Opinion · Otras miradas

Las razones de MásPaís

Mario Martínez Zauner

Antropólogo e historiador

Al mismo tiempo que Pablo Iglesias y Juan Luis Cebrián charlaban en el Círculo de Bellas Artes, en la presentación de un libro con título provocador, Cal viva, Íñigo Errejón desenterraba su proyecto de MásPaís en la sede madrileña de UGT para mostrarse a la nación como un hombre cargado de razones.

La coincidencia es notable, puesto que la referencia en sede parlamentaria a esa “cal viva” escenificó públicamente el primer enfrentamiento entre dos de los fundadores de Podemos, antaño amigos, ahora rivales. Por aquel entonces, en marzo de 2016, Iglesias no estaba dispuesto a permitir que Podemos apoyara un pacto entre PSOE y Ciudadanos, así que lo hizo saltar por los aires ante el estupor de Errejón.

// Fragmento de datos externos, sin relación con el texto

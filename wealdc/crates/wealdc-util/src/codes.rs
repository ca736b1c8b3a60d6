//! Stable problem ids.
//!
//! Ids are slash-delimited; the first segment is the category. They are part
//! of the machine-readable diagnostic contract and must not be renamed.

/// An invalid token produced by the lexer (mirrors the token's message).
pub const INVALID_TOKEN: &str = "syntax/invalid-token";
/// A malformed escape sequence inside a string literal.
pub const INVALID_ESCAPE: &str = "syntax/invalid-escape";
/// An `_` in a number literal not followed by a digit.
pub const INVALID_UNDERSCORE: &str = "syntax/invalid-underscore";
/// A name medial `-` not followed by a name-continue rune.
pub const INVALID_HYPHEN: &str = "syntax/invalid-hyphen";
/// Name characters after a name final (`?` or `!`).
pub const INVALID_NAME_FINAL: &str = "syntax/invalid-name-final";
/// A bidirectional mark embedded between name characters.
pub const INVALID_BIDI: &str = "syntax/invalid-bidi";
/// A forbidden rune inside a string literal or comment.
pub const FORBIDDEN_RUNE: &str = "syntax/forbidden-rune";

/// Leftover tokens after the top-level statement list.
pub const EXPECTED_END: &str = "syntax/expected-end";
/// `let` not followed by a name.
pub const EXPECTED_LET_NAME: &str = "syntax/expected-let-name";
/// `let <name>` not followed by `=`.
pub const EXPECTED_LET_EQ: &str = "syntax/expected-let-eq";
/// `let <name> =` not followed by an expression.
pub const EXPECTED_LET_EXPR: &str = "syntax/expected-let-expr";
/// A token that cannot start a statement.
pub const EXPECTED_STMT: &str = "syntax/expected-stmt";
/// Chained operators whose grouping is ambiguous.
pub const AMBIGUOUS_EXPR: &str = "syntax/ambiguous-expr";
/// An operator not followed by an expression.
pub const EXPECTED_EXPR: &str = "syntax/expected-expr";
/// `(` not followed by an expression.
pub const EXPECTED_EXPR_IN_GROUP: &str = "syntax/expected-expr-in-group";
/// `if` not followed by a predicate expression.
pub const EXPECTED_PREDICATE: &str = "syntax/expected-predicate";
/// Non-ternary `if` without a `{` body.
pub const EXPECTED_IF_BODY: &str = "syntax/expected-if-body";
/// `else` followed by neither `{` nor `if`.
pub const EXPECTED_ELSE_BODY: &str = "syntax/expected-else-body";
/// Ternary `?` not followed by an expression.
pub const EXPECTED_EXPR_IN_TERNARY_THEN: &str = "syntax/expected-expr-in-ternary-then";
/// Ternary then-branch not followed by `:`.
pub const EXPECTED_TERNARY_ELSE: &str = "syntax/expected-ternary-else";
/// Ternary `:` not followed by an expression.
pub const EXPECTED_EXPR_IN_TERNARY_ELSE: &str = "syntax/expected-expr-in-ternary-else";
/// A block or `if` used as a ternary branch.
pub const BLOCK_IN_TERNARY: &str = "syntax/block-in-ternary";
/// A group whose `)` never arrived.
pub const UNCLOSED_GROUP: &str = "syntax/unclosed-group";
/// A block whose `}` never arrived.
pub const UNCLOSED_BLOCK: &str = "syntax/unclosed-block";
/// An integer literal that does not fit a signed 128-bit integer.
pub const INVALID_INT: &str = "syntax/invalid-int";
/// A float literal that is not a finite IEEE-754 double.
pub const INVALID_FLOAT: &str = "syntax/invalid-float";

Tres años, dos elecciones generales y una moción de censura después, el líder de MásPaís ha decidido retornar al Congreso, seguramente con la intención de consumar lo que no pudo llevar a cabo entonces: pactar con PSOE y Ciudadanos y demostrar que las fuerzas de cambio son también disruptivas en las formas y en su capacidad para llegar a acuerdos. Por lo que parece, Errejón cree firmemente que puede reconstruir el lazo comunitario y renovar el pacto social mediante un patriotismo verde y transversal al que se sumen conservadores y radicales. Un “ni rojos, ni azules” resuelto por la vía ecologista y feminista.

El problema es que la irrupción de MásPaís se produce en un contexto muy revuelto y bajo algunos antecedentes inquietantes: la aprobación por parte de MásMadrid de la Operación Chamartín; la sintonía de intereses entre el PSOE y la CEOE; la invitación explícita desde el entorno de Sánchez (y el propio Sánchez) a la concurrencia electoral de Errejón; o las acusaciones de traición desde la militancia de Unidas Podemos por haber roto el imperativo de “¡Unidad!” proclamado en Vistalegre II.

Todo ello ha obligado a Errejón a aparecer ante la opinión pública como un hombre cargado de razones. En primer lugar, como razón numérica: el desencanto por las negociaciones fallidas entre PSOE y UP conduce a una hipotética abstención que MásPaís podría recuperar para la causa progresista. Segundo, como razón instrumental: la presencia de MásPaís en el Congreso permitiría desbloquear el acuerdo entre liberales y socialdemócratas. Y tercero, como razón de Estado: el país necesita de una fuerza capaz de armonizar las necesidades de la mayoría con los intereses de una minoría mediante una institucionalidad fuerte y decidida.

MásPaís nace así como un partido de orden, bajo el auspicio de una “unidad de destino” (hasta ese punto llega la teorización del patriotismo democrático en autores del entorno errejonista como Clara Ramas). La hipótesis populista, basada en la conquista hegemónica de una “democracia radical” mediante la construcción de pueblo por su confrontación con las élites, según el esquema arriba/abajo, ha mutado. Ahora se trataría de un patriotismo transversal, una especie de paraguas de color verde para defender la soberanía e impulsar una refundición nacional. Años después del proyecto nacido de las plazas, emerge así una vía de resignificación progresista de la bandera, lo cual presenta dos peligros: jugar en el terreno de los símbolos nacionales, donde las derechas se mueven con mucha más soltura; y empobrecer el proyecto verde y feminista, subsumido en una proyección patriótica inconcreta.

Las elecciones de noviembre decretarán si las razones de Errejón resisten la contienda o bien se caen por su propio peso. La razón numérica podría acabar debilitando al bloque progresista; la razón instrumental podría acabar sirviendo únicamente a los intereses liberales, obviando los socialdemócratas; y la razón de Estado podría fagocitar la empresa progresista, como tantas veces le ha pasado al PSOE desde hace cuarenta años. Solo quedaría entonces lamentarse, por haber puesto el gobierno en bandeja a la sinrazón de las derechas, y por haber dejado en un segundo plano la razón poética del pueblo.